Action item> Retype the records below from their first line through the line containing "pub(crate) fn text_columns(names: &[&str])", and include nothing else.

Extracted data below:

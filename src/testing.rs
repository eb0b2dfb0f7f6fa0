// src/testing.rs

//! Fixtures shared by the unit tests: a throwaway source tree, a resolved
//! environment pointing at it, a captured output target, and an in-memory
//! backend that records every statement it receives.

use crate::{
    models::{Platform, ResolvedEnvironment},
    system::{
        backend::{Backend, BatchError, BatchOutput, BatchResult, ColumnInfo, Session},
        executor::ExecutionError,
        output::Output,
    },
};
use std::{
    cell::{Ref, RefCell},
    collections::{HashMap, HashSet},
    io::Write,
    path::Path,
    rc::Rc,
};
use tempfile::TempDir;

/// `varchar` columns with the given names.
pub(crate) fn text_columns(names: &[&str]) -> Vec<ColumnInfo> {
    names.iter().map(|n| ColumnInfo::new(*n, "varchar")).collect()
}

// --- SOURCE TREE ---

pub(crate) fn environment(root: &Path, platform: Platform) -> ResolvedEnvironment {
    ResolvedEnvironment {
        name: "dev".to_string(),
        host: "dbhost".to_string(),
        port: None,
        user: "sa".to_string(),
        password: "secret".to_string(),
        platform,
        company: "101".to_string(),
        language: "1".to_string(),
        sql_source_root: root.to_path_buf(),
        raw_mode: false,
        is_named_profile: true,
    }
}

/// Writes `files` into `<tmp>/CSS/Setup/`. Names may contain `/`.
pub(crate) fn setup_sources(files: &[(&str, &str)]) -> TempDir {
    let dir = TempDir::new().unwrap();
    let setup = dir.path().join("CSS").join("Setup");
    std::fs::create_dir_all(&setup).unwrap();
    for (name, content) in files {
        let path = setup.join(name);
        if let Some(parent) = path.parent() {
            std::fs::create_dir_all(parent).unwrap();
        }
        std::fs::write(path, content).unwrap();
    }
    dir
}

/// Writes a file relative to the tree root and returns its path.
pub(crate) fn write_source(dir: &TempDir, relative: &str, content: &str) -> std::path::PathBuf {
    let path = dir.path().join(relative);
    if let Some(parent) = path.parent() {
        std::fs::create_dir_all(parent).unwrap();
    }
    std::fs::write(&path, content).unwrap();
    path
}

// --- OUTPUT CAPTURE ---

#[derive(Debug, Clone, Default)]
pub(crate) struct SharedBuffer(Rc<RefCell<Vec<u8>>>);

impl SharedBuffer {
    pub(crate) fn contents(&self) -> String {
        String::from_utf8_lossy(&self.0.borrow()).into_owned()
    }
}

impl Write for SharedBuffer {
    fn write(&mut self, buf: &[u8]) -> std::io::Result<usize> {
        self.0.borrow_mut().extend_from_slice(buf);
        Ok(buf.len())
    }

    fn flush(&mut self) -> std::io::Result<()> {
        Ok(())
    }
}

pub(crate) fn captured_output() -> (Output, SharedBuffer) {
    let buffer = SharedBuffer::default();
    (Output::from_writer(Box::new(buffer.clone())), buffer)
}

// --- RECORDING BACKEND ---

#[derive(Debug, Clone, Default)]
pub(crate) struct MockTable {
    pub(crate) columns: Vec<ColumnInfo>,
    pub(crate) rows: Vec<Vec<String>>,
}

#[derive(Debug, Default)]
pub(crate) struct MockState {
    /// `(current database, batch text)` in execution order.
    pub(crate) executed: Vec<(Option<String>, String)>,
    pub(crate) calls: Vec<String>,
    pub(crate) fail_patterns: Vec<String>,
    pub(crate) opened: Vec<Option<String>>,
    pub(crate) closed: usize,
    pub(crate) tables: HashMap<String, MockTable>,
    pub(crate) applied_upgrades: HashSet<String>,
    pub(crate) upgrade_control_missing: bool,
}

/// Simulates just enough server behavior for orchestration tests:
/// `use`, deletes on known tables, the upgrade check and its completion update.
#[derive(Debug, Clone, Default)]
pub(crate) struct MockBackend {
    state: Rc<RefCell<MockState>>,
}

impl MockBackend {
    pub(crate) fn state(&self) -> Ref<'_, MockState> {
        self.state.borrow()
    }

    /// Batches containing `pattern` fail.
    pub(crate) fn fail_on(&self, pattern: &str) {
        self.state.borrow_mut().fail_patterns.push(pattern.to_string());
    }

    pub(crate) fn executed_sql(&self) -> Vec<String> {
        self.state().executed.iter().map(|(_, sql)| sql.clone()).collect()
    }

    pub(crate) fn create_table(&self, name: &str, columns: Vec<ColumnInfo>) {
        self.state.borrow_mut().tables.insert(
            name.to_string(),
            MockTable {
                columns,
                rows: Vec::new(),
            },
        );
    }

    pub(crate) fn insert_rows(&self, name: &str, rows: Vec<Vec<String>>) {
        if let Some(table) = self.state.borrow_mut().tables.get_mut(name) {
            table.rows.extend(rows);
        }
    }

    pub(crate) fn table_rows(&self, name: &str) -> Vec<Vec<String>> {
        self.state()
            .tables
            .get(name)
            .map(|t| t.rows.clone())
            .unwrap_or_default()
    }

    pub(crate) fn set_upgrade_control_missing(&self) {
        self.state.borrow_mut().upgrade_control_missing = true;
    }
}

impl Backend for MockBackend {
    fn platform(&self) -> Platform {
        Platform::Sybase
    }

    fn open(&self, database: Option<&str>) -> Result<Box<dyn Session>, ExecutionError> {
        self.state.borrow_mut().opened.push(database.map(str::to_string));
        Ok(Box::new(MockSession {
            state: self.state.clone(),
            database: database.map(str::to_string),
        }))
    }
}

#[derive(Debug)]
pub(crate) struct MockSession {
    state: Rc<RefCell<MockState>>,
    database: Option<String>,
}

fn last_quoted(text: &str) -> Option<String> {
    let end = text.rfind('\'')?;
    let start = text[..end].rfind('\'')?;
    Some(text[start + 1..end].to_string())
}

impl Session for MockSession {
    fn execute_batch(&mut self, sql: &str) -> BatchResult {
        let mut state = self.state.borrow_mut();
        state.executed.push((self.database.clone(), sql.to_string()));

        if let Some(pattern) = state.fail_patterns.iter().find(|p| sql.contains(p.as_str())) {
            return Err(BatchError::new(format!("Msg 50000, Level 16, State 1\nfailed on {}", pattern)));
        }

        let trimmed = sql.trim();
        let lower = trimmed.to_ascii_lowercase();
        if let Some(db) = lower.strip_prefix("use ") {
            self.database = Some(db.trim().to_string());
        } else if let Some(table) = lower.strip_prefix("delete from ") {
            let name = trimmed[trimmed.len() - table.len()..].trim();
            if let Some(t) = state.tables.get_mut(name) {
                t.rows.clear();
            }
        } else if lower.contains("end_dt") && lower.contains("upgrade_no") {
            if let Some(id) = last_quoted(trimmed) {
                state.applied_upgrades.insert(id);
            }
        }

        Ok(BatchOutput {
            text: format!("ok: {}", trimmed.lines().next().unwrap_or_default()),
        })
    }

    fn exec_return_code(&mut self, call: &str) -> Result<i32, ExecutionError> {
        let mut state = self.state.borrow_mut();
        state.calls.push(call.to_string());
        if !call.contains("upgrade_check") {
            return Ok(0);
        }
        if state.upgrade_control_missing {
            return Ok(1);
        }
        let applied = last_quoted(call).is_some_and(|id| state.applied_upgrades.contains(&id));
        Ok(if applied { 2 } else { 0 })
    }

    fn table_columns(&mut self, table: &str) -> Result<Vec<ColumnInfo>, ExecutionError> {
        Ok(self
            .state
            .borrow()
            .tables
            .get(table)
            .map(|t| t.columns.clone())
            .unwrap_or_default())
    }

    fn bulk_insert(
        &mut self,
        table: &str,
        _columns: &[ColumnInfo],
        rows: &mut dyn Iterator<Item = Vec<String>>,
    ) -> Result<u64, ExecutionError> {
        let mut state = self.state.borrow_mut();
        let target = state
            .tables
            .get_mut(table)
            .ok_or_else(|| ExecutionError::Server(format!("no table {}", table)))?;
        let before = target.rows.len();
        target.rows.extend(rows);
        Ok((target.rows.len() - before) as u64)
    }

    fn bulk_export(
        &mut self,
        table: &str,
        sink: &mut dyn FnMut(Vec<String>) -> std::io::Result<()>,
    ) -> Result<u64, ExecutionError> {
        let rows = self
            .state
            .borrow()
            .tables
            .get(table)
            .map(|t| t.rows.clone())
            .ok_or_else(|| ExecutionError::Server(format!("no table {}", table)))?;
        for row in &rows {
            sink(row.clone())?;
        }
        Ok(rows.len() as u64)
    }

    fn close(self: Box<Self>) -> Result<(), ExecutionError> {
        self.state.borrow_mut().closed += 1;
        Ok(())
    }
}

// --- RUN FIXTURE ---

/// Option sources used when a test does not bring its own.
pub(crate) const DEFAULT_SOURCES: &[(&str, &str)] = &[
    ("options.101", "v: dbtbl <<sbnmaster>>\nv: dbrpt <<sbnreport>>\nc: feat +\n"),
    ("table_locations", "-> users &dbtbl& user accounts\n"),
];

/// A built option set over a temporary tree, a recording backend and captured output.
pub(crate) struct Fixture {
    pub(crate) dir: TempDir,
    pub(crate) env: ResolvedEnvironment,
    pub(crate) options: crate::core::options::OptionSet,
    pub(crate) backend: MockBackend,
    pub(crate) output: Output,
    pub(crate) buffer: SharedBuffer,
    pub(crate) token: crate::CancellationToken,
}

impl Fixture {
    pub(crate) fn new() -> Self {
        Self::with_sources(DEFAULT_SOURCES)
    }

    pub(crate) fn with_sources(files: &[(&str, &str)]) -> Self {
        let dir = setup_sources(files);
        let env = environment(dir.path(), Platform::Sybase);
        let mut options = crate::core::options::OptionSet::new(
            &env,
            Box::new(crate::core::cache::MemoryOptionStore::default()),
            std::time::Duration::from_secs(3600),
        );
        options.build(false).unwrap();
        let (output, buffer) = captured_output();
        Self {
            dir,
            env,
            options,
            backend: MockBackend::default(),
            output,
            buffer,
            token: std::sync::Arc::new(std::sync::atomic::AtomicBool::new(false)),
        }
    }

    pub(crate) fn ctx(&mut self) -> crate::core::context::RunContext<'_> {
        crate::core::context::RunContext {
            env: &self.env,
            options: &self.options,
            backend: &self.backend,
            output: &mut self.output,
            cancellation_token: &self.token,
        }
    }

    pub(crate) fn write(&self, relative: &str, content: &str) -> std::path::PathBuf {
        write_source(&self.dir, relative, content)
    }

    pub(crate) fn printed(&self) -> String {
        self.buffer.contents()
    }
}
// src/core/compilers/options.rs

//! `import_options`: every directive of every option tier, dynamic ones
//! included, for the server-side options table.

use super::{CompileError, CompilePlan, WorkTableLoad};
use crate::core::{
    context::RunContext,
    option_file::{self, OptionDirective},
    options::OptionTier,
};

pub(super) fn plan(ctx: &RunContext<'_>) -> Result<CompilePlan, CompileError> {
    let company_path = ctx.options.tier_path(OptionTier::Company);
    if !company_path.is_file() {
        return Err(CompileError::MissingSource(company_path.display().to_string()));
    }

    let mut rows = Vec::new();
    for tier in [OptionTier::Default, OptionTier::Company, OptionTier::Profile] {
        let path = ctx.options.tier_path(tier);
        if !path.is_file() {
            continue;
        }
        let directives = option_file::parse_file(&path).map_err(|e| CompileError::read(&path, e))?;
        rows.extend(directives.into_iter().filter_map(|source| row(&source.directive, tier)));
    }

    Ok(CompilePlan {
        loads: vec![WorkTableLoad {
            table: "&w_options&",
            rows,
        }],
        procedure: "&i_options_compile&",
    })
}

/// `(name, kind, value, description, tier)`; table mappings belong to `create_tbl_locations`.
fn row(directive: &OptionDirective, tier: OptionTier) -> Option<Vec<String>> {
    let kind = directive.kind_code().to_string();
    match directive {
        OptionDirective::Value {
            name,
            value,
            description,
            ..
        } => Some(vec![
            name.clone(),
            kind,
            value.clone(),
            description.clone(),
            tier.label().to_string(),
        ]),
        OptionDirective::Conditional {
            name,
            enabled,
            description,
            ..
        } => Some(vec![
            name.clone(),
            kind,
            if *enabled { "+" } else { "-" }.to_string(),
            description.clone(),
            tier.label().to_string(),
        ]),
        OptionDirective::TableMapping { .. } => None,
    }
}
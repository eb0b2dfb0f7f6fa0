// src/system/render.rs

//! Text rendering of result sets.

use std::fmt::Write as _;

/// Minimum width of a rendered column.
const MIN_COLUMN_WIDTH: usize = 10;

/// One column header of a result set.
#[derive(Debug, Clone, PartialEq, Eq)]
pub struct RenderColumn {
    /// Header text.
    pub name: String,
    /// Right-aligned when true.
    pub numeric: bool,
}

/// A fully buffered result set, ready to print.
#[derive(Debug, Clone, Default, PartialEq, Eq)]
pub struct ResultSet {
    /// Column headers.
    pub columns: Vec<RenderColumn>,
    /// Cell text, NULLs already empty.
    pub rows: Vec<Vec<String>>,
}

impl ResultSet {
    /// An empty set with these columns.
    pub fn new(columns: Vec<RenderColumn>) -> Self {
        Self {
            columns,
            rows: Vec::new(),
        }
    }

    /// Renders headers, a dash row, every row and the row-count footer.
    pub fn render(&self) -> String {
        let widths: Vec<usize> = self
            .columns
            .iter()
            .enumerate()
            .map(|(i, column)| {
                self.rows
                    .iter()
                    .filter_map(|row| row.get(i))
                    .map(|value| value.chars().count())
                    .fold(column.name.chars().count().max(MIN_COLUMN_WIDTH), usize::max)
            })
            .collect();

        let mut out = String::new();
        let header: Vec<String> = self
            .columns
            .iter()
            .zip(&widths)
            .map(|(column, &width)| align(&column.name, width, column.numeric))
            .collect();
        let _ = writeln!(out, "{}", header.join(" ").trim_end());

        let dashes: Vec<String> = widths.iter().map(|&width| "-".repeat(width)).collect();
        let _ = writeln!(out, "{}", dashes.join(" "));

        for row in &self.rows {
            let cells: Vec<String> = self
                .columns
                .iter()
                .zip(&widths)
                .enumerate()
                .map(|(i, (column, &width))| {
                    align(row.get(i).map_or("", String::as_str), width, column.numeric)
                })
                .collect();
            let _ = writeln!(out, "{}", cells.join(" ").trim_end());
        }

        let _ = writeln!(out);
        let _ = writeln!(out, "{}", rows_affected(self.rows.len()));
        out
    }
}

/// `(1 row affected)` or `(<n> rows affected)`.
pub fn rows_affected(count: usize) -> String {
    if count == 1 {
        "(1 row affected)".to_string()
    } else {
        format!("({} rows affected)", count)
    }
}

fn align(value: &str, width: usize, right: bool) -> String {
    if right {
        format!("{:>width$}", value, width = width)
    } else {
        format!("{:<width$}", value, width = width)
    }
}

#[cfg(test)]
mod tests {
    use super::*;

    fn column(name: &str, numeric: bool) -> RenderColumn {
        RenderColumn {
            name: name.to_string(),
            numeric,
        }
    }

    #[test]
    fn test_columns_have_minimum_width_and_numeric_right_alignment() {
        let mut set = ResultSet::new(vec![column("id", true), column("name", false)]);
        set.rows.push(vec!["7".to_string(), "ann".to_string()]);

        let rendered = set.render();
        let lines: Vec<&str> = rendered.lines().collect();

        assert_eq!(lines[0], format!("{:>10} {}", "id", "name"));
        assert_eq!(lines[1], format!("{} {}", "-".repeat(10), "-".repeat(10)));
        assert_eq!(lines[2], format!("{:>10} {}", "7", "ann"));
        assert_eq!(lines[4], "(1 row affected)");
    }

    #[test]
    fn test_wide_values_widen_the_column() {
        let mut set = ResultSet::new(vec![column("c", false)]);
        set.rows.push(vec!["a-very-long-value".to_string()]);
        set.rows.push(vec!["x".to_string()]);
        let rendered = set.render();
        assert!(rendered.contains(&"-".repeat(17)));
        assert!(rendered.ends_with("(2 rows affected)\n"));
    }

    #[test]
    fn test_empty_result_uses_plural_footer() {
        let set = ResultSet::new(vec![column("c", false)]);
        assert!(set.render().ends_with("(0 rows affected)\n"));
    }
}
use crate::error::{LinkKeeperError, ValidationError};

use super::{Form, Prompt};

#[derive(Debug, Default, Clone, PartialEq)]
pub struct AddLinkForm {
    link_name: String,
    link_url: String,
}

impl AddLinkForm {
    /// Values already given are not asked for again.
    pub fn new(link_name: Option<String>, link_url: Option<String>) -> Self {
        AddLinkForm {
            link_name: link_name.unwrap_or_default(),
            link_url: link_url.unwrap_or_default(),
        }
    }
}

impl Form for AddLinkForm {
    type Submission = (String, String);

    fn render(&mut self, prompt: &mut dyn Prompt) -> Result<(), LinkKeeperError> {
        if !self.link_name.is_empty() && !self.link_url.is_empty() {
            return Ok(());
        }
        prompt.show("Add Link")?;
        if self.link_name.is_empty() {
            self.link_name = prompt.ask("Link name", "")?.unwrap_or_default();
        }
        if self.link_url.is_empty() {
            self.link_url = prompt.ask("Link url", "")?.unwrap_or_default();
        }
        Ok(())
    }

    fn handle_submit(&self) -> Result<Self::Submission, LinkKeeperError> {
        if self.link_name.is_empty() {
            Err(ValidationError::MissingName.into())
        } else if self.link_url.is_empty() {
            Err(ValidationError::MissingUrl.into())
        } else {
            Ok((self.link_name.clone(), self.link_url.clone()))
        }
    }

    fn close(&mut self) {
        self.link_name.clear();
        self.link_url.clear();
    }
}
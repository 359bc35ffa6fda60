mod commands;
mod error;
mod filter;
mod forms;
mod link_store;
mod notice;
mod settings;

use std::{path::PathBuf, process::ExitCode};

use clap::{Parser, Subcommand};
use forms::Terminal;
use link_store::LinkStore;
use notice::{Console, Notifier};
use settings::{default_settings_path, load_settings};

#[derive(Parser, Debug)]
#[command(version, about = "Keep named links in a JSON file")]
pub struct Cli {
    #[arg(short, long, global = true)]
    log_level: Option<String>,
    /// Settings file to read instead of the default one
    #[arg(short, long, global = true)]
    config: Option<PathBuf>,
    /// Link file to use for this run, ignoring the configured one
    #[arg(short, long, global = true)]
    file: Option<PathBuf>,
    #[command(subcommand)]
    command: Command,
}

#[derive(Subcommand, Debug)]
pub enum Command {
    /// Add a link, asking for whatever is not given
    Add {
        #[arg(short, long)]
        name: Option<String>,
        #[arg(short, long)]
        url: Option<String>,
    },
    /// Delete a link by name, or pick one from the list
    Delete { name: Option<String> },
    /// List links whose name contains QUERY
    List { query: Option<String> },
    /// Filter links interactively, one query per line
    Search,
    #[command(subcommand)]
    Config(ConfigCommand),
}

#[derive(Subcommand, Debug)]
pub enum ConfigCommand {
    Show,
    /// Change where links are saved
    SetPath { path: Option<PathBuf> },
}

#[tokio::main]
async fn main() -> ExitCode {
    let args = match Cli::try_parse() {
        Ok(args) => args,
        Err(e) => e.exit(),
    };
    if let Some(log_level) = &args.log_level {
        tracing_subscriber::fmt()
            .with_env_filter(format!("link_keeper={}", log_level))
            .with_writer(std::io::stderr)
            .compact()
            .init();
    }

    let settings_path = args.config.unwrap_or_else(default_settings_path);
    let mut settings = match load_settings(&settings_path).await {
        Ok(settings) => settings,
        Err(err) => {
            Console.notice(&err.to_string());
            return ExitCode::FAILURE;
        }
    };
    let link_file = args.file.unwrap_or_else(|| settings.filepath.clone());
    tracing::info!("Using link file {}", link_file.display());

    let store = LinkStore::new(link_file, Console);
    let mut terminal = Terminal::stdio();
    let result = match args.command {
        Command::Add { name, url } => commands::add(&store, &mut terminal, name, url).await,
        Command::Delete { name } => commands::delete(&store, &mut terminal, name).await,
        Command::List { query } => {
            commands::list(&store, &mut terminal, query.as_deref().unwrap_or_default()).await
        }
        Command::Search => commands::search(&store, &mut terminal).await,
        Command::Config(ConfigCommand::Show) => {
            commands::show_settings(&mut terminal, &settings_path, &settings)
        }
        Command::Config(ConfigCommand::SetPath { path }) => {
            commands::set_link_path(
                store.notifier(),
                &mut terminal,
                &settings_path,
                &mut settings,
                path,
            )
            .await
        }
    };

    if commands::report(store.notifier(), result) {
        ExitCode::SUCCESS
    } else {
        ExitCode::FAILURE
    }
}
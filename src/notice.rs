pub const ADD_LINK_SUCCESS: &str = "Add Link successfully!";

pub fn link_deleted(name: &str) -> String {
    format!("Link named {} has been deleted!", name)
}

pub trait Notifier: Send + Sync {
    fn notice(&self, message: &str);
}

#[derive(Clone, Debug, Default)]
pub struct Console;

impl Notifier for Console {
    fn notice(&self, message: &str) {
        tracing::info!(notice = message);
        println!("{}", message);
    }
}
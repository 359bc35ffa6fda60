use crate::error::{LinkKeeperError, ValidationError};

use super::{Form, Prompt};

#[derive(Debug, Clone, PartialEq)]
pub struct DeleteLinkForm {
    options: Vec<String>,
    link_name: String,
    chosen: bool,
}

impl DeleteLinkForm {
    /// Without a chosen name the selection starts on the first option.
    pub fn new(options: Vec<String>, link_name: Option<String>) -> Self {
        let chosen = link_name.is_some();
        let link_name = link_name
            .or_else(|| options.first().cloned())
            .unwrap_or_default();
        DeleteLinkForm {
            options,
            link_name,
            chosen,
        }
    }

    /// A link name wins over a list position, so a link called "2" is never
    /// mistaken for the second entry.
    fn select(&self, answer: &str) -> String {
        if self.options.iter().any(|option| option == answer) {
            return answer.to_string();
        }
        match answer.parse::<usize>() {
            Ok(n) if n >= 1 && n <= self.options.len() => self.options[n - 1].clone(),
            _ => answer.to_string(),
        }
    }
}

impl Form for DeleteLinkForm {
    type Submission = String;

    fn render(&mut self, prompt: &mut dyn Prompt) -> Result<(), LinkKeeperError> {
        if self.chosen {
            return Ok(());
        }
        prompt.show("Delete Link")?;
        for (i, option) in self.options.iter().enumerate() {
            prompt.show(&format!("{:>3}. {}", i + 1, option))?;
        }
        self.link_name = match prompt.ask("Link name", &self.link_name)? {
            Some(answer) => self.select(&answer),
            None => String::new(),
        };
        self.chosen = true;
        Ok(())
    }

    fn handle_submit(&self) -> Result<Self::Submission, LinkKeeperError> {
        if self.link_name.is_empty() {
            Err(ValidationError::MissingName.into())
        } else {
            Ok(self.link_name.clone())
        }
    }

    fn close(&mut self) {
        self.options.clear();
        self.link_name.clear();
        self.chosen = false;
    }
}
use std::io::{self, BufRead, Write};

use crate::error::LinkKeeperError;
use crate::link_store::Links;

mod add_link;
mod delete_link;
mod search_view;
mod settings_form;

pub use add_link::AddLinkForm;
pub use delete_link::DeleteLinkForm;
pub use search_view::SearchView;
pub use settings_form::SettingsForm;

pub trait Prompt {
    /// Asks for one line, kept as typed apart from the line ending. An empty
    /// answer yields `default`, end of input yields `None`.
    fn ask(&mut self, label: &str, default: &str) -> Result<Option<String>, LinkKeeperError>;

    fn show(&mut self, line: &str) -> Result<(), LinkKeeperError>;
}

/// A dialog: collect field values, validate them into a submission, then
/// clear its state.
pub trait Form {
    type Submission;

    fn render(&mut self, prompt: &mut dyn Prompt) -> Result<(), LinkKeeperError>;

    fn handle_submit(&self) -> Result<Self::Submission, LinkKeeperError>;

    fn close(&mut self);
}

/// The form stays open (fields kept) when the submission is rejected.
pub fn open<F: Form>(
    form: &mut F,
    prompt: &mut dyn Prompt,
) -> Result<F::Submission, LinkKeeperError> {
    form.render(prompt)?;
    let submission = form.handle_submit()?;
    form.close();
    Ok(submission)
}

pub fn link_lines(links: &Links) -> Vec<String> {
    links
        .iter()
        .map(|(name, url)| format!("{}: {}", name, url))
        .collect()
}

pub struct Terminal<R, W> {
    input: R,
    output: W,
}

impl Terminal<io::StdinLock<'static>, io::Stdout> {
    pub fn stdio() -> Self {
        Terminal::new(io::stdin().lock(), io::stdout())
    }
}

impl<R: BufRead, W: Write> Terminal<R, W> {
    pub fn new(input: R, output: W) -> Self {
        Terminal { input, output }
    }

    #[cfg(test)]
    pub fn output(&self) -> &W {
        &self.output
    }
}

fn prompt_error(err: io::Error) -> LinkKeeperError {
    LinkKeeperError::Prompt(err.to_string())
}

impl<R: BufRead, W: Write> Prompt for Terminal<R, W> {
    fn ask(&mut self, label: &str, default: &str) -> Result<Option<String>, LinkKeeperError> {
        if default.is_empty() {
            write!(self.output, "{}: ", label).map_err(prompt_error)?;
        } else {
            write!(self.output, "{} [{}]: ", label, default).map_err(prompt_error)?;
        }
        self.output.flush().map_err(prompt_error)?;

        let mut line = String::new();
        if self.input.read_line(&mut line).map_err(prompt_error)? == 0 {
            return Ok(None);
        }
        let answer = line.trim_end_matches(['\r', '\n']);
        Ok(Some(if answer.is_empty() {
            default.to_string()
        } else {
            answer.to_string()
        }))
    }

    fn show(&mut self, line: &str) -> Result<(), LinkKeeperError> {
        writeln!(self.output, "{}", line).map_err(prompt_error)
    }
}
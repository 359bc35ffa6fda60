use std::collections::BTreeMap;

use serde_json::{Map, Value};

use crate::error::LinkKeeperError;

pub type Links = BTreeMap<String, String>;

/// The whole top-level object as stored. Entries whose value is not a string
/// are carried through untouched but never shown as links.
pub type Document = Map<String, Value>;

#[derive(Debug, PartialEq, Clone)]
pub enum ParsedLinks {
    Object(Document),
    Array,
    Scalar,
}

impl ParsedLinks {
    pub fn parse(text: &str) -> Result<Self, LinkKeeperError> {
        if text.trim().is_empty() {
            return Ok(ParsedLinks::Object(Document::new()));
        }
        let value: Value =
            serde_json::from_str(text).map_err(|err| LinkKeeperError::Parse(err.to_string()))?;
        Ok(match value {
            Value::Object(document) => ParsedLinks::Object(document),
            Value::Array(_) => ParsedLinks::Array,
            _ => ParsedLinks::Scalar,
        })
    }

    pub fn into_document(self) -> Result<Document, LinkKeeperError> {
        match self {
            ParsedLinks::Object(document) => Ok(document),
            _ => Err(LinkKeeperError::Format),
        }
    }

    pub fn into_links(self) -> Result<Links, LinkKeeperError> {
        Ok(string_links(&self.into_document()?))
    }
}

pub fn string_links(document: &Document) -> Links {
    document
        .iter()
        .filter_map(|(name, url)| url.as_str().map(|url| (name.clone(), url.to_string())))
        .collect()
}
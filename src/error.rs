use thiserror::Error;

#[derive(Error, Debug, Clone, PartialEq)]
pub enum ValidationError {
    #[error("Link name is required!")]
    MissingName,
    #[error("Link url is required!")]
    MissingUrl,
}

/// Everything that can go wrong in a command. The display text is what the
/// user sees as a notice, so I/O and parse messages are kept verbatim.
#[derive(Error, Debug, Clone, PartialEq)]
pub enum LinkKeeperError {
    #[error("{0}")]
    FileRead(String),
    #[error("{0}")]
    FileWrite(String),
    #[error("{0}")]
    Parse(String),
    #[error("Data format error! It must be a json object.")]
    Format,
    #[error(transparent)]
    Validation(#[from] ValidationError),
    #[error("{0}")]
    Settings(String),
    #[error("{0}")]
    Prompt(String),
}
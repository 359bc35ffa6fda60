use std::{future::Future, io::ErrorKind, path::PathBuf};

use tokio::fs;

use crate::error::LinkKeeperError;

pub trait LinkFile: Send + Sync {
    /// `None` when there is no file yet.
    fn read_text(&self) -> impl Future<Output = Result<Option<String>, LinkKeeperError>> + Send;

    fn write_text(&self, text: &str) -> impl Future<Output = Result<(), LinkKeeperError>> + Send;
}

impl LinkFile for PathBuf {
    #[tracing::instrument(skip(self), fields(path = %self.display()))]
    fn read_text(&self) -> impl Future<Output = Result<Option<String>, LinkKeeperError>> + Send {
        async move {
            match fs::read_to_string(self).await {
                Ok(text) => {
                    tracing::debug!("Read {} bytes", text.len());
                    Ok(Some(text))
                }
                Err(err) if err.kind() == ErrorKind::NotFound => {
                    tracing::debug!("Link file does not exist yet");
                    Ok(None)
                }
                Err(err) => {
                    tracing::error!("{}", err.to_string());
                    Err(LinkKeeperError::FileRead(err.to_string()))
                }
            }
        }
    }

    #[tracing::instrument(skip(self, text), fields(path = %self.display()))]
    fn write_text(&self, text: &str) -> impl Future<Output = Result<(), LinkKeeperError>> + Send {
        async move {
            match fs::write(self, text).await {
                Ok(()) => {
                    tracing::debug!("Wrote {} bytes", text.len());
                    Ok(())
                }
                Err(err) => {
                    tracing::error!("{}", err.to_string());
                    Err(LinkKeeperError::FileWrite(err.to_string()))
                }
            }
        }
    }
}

End of Extracted data.

Result of this exercise>
filename src/testing.rs
repository eb0b2dfb0f7f6fa0
// src/testing.rs

//! Fixtures shared by the unit tests: a throwaway source tree, a resolved
//! environment pointing at it, a captured output target, and an in-memory
//! backend that records every statement it receives.

use crate::{
    models::{Platform, ResolvedEnvironment},
    system::{
        backend::{Backend, BatchError, BatchOutput, BatchResult, ColumnInfo, Session},
        executor::ExecutionError,
        output::Output,
    },
};
use std::{
    cell::{Ref, RefCell},
    collections::{HashMap, HashSet},
    io::Write,
    path::Path,
    rc::Rc,
};
use tempfile::TempDir;

/// `varchar` columns with the given names.
pub(crate) fn text_columns(names: &[&str]) -> Vec<ColumnInfo> {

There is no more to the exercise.